Every line containing the word "Some" must be pulled from the records.

Stored items
= = = = =
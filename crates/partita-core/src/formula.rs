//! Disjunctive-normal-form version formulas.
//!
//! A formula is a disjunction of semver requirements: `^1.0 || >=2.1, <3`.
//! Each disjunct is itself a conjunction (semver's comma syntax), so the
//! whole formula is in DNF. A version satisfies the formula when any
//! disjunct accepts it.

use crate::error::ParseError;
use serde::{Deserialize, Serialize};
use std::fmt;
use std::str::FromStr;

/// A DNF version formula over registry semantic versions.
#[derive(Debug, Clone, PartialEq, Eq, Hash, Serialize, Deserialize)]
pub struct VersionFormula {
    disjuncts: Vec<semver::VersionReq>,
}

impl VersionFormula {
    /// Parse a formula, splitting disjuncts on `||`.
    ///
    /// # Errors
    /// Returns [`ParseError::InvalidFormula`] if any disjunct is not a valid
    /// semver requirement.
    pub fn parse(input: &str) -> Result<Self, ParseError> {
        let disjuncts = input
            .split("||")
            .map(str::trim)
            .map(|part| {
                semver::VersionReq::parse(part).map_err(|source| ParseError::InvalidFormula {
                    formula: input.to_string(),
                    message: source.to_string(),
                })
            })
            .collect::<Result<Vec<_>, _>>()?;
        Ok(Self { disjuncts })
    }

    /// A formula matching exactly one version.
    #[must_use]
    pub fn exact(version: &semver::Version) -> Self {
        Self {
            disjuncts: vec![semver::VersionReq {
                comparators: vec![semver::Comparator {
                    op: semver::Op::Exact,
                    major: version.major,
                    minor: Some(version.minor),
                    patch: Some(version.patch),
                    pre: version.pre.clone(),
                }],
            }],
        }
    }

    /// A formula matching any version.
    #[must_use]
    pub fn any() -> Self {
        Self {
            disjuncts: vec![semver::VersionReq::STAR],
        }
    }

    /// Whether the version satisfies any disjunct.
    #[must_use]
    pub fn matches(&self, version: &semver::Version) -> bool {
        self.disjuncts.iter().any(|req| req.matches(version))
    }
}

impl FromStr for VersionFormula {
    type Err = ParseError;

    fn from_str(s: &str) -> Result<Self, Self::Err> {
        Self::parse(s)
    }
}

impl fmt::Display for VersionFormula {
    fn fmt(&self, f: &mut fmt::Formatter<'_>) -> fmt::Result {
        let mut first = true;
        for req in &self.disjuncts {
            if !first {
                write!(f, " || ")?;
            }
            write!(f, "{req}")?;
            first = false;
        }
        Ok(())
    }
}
= = = = =
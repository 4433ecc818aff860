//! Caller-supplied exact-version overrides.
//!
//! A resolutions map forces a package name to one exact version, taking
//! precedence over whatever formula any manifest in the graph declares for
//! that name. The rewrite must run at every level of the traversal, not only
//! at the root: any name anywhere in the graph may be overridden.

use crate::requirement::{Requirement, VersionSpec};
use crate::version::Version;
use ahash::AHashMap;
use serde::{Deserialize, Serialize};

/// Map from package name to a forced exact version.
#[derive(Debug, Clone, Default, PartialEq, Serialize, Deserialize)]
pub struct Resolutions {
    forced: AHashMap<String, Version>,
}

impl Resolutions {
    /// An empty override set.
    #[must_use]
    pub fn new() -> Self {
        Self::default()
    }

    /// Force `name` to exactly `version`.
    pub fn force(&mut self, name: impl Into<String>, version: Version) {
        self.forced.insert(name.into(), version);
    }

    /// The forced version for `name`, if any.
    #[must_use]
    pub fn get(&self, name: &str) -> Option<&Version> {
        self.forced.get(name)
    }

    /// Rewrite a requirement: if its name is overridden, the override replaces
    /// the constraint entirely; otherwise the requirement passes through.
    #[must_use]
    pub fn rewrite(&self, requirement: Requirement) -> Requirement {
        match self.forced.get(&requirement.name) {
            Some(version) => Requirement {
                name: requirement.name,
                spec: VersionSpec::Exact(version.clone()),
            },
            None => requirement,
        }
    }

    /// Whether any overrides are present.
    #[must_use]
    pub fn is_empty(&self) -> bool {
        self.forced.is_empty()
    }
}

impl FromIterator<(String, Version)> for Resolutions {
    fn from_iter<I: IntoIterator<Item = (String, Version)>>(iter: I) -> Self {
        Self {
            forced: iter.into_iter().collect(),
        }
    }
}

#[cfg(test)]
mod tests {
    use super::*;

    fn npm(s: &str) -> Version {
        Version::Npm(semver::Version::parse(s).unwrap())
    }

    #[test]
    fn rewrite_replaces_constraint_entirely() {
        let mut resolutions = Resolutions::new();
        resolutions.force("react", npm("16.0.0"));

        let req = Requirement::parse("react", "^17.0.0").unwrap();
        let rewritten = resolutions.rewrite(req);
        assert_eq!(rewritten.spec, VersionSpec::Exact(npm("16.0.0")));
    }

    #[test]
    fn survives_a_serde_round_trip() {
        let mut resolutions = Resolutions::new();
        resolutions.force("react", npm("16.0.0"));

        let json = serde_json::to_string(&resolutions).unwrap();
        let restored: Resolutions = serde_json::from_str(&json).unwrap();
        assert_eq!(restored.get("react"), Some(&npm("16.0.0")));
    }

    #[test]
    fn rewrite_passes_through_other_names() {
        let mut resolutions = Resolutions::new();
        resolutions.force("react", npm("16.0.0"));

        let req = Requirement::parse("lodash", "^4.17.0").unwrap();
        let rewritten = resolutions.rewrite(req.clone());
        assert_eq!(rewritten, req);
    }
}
= = = = =
▶ **SOLUTION BELOW**:
                    minor: Some(version.minor),
                    patch: Some(version.patch),
            Some(version) => Requirement {
        assert_eq!(restored.get("react"), Some(&npm("16.0.0")));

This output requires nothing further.